Не в эту ли ночь с 7-го на 8-е и произошло окончательное изгнание беса? Оно предчувствовалось и прежде. Среди воинственных заявлений предыдущих дней мелькало: «Эх, в какую суетню я въехал…» Оно, конечно, предопределялось всей его натурой, всей его историей.
Имя Тургенева в Речи было произнесено сочувственно и с благодарностью, а имя Белинского опущено. Судя же по черновикам, Тургенева благодарить он отнюдь не собирался, а на Белинского готовился напасть в открытую…
А самое главное — тон. Тон всей речи, тон, который действительно и сделал всю музыку. Жар самоодоления, накаливший каждое слово его живое, дух всенародной исповеди, — не в том ли тайна неотразимого воздействия Речи на слушателей?
Это был не «скорый подвиг». Эти сорок минут делались сорок лет и останутся на века, навсегда.
«Настроение может быть передаваемо только художественным произведением» (Л. Толстой). Настроение изгнания бесовщины, настроение одоления себя, решимости самому сделать «первый шаг» — не было ли это тем главным «чуть-чуть», которое и создало действительно художественное произведение в самой жизни? Достоевский прожег глаголом сердца людей, глаголом любви — не ненависти, глаголом мира — не войны, прожег потому, что вырван был
Вышла «гениальная сцена», вышла в жизни.
Была одержана победа, перед которой все Наполеоновы победы — суета.

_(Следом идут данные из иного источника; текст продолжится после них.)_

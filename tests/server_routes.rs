use std::error::Error;
use std::fs;
use std::path::Path;

use axum::body::{to_bytes, Body};
use axum::http::{header, Request, StatusCode};
use axum::response::Response;
use axum::Router;
use sitemill::config::ConfigFile;
use sitemill::pipeline::{BuildContext, BuildMode};
use sitemill::server::{build_router, ReloadHub, ServerState};
use tower::ServiceExt;

type TestResult = Result<(), Box<dyn Error>>;

/// An already-built output tree plus a source tree holding the fonts that
/// dev sessions serve without copying.
fn write_site(root: &Path) -> std::io::Result<()> {
    let build = root.join("build");
    fs::create_dir_all(build.join("blog"))?;
    fs::create_dir_all(root.join("source/fonts"))?;

    fs::write(
        build.join("index.html"),
        "<html><body><h1>home</h1></body></html>",
    )?;
    fs::write(
        build.join("blog/index.html"),
        "<html><body>posts</body></html>",
    )?;
    fs::write(
        build.join("404.html"),
        "<html><body>custom missing page</body></html>",
    )?;
    fs::write(root.join("source/fonts/inter.woff2"), b"font bytes")?;
    Ok(())
}

fn dev_router(root: &Path) -> Result<Router, Box<dyn Error>> {
    let ctx = BuildContext::new(ConfigFile::default(), BuildMode::Development, root)?;
    let state = ServerState::new(&ctx, ReloadHub::new());
    Ok(build_router(state))
}

async fn get(router: Router, uri: &str) -> Result<Response, Box<dyn Error>> {
    let request = Request::builder().uri(uri).body(Body::empty())?;
    Ok(router.oneshot(request).await?)
}

async fn body_string(response: Response) -> Result<String, Box<dyn Error>> {
    let bytes = to_bytes(response.into_body(), usize::MAX).await?;
    Ok(String::from_utf8(bytes.to_vec())?)
}

#[tokio::test]
async fn the_homepage_is_served_with_the_reload_client() -> TestResult {
    let dir = tempfile::tempdir()?;
    write_site(dir.path())?;

    let response = get(dev_router(dir.path())?, "/").await?;
    assert_eq!(response.status(), StatusCode::OK);
    assert_eq!(
        response.headers().get(header::CONTENT_TYPE).unwrap(),
        "text/html; charset=utf-8"
    );

    let body = body_string(response).await?;
    assert!(body.contains("<h1>home</h1>"));
    assert!(body.contains("/__sitemill_ws"));

    Ok(())
}

#[tokio::test]
async fn directory_requests_fall_back_to_their_index() -> TestResult {
    let dir = tempfile::tempdir()?;
    write_site(dir.path())?;

    let response = get(dev_router(dir.path())?, "/blog").await?;
    assert_eq!(response.status(), StatusCode::OK);
    assert!(body_string(response).await?.contains("posts"));

    Ok(())
}

#[tokio::test]
async fn manifest_mounts_serve_straight_from_the_source_tree() -> TestResult {
    let dir = tempfile::tempdir()?;
    write_site(dir.path())?;

    let response = get(dev_router(dir.path())?, "/fonts/inter.woff2").await?;
    assert_eq!(response.status(), StatusCode::OK);
    assert_eq!(
        response.headers().get(header::CONTENT_TYPE).unwrap(),
        "font/woff2"
    );

    let bytes = to_bytes(response.into_body(), usize::MAX).await?;
    assert_eq!(&bytes[..], b"font bytes");

    Ok(())
}

#[tokio::test]
async fn unmatched_paths_get_the_project_404_page() -> TestResult {
    let dir = tempfile::tempdir()?;
    write_site(dir.path())?;

    let response = get(dev_router(dir.path())?, "/no/such/page").await?;
    assert_eq!(response.status(), StatusCode::OK);
    assert_eq!(
        response.headers().get(header::CONTENT_TYPE).unwrap(),
        "text/html; charset=utf-8"
    );

    // The page is served byte for byte, without the reload client.
    let body = body_string(response).await?;
    assert_eq!(body, "<html><body>custom missing page</body></html>");

    Ok(())
}

#[tokio::test]
async fn a_missing_404_page_falls_back_to_a_plain_status() -> TestResult {
    let dir = tempfile::tempdir()?;
    write_site(dir.path())?;
    fs::remove_file(dir.path().join("build/404.html"))?;

    let response = get(dev_router(dir.path())?, "/no/such/page").await?;
    assert_eq!(response.status(), StatusCode::NOT_FOUND);

    Ok(())
}

#[tokio::test]
async fn traversal_attempts_are_rejected() -> TestResult {
    let dir = tempfile::tempdir()?;
    write_site(dir.path())?;

    let response = get(dev_router(dir.path())?, "/%2e%2e/secrets.txt").await?;
    assert_eq!(response.status(), StatusCode::BAD_REQUEST);

    Ok(())
}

Достоевский был счастлив, как никогда.
«Подлинно высшее правило жизни: ловить точку».
«Точка» была уловлена.
«Клянусь, это не тщеславие… этими мгновениями живешь, да для них и на свет являешься».
Но иллюзий уже не было.
О. Миллер, друг Достоевского, писал: «Памятник Пушкину собрал нас воедино лишь на минуту, и русскому Мефистофелю остается только потирать себе руки и приговаривать: divide et impera».
Назавтра сбылось то, чего так страшился Достоевский (и в чем сам так часто принимал участие): «Только чертей тешим раздорами нашими».
Назавтра открылось новое сражение — из тех бесчисленных малых сражений, из которых и построена страшная мозаика последних раскольниковских снов: «Кое-где люди сбегались в кучи, соглашались вместе на что-нибудь, клялись не расставаться, — но тотчас же начинали что-нибудь совершенно другое, чем сейчас же сами предполагали, начинали обвинять друг друга, дрались и резались».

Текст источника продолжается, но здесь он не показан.